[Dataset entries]
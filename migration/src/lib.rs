pub mod migrations;
mod migrator;

pub use migrator::Migrator;
//! HTTP route entry point for `/api/...`.
//!
//! Route groups:
//! - `/health` → health probe (public)
//! - `/classrooms` → classroom, roster, and attendance endpoints
//!   (authenticated users; instructor-only mutations guarded per route)

use axum::{Router, middleware::from_fn};
use util::state::AppState;

use crate::auth::guards::allow_authenticated;
use crate::routes::{classrooms::classroom_routes, health::health_routes};

pub mod classrooms;
pub mod common;
pub mod health;

/// Builds the complete application router for all HTTP endpoints.
///
/// The returned router is fully stated and ready to be nested under `/api`.
pub fn routes(app_state: AppState) -> Router {
    Router::new()
        .nest("/health", health_routes())
        .nest(
            "/classrooms",
            classroom_routes(app_state.clone()).route_layer(from_fn(allow_authenticated)),
        )
        .with_state(app_state)
}
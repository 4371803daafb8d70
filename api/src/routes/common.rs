//! Shared helpers for route handlers.

use axum::{Json, http::StatusCode};
use db::error::AttendanceError;
use serde::Serialize;

use crate::response::ApiResponse;

/// Maps a domain error onto the response envelope.
///
/// Validation rejections (`SessionClosed`, `CodeMismatch`, enrollment
/// conflicts) come back as 400 with the domain message; not-found and
/// authorization failures keep their own statuses; anything internal is
/// logged and answered generically.
pub fn error_response<T>(e: AttendanceError) -> (StatusCode, Json<ApiResponse<T>>)
where
    T: Serialize + Default,
{
    let status = match &e {
        AttendanceError::ClassroomNotFound
        | AttendanceError::SessionNotFound
        | AttendanceError::StudentNotFound => StatusCode::NOT_FOUND,
        AttendanceError::NotEnrolled => StatusCode::FORBIDDEN,
        AttendanceError::AlreadyEnrolled
        | AttendanceError::DuplicateStudentNumber
        | AttendanceError::SessionClosed
        | AttendanceError::CodeMismatch => StatusCode::BAD_REQUEST,
        AttendanceError::CodeSpaceExhausted | AttendanceError::Database(_) => {
            StatusCode::INTERNAL_SERVER_ERROR
        }
    };

    if status == StatusCode::INTERNAL_SERVER_ERROR {
        tracing::error!(error = %e, "request failed");
        return (status, Json(ApiResponse::error("Internal server error")));
    }

    (status, Json(ApiResponse::error(e.to_string())))
}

TASK DESCRIPTION:
Please filter the data down to the lines containing the word "ApiResponse".

FINAL ANSWER:
use crate::response::ApiResponse;
pub fn error_response<T>(e: AttendanceError) -> (StatusCode, Json<ApiResponse<T>>)
        return (status, Json(ApiResponse::error("Internal server error")));
    (status, Json(ApiResponse::error(e.to_string())))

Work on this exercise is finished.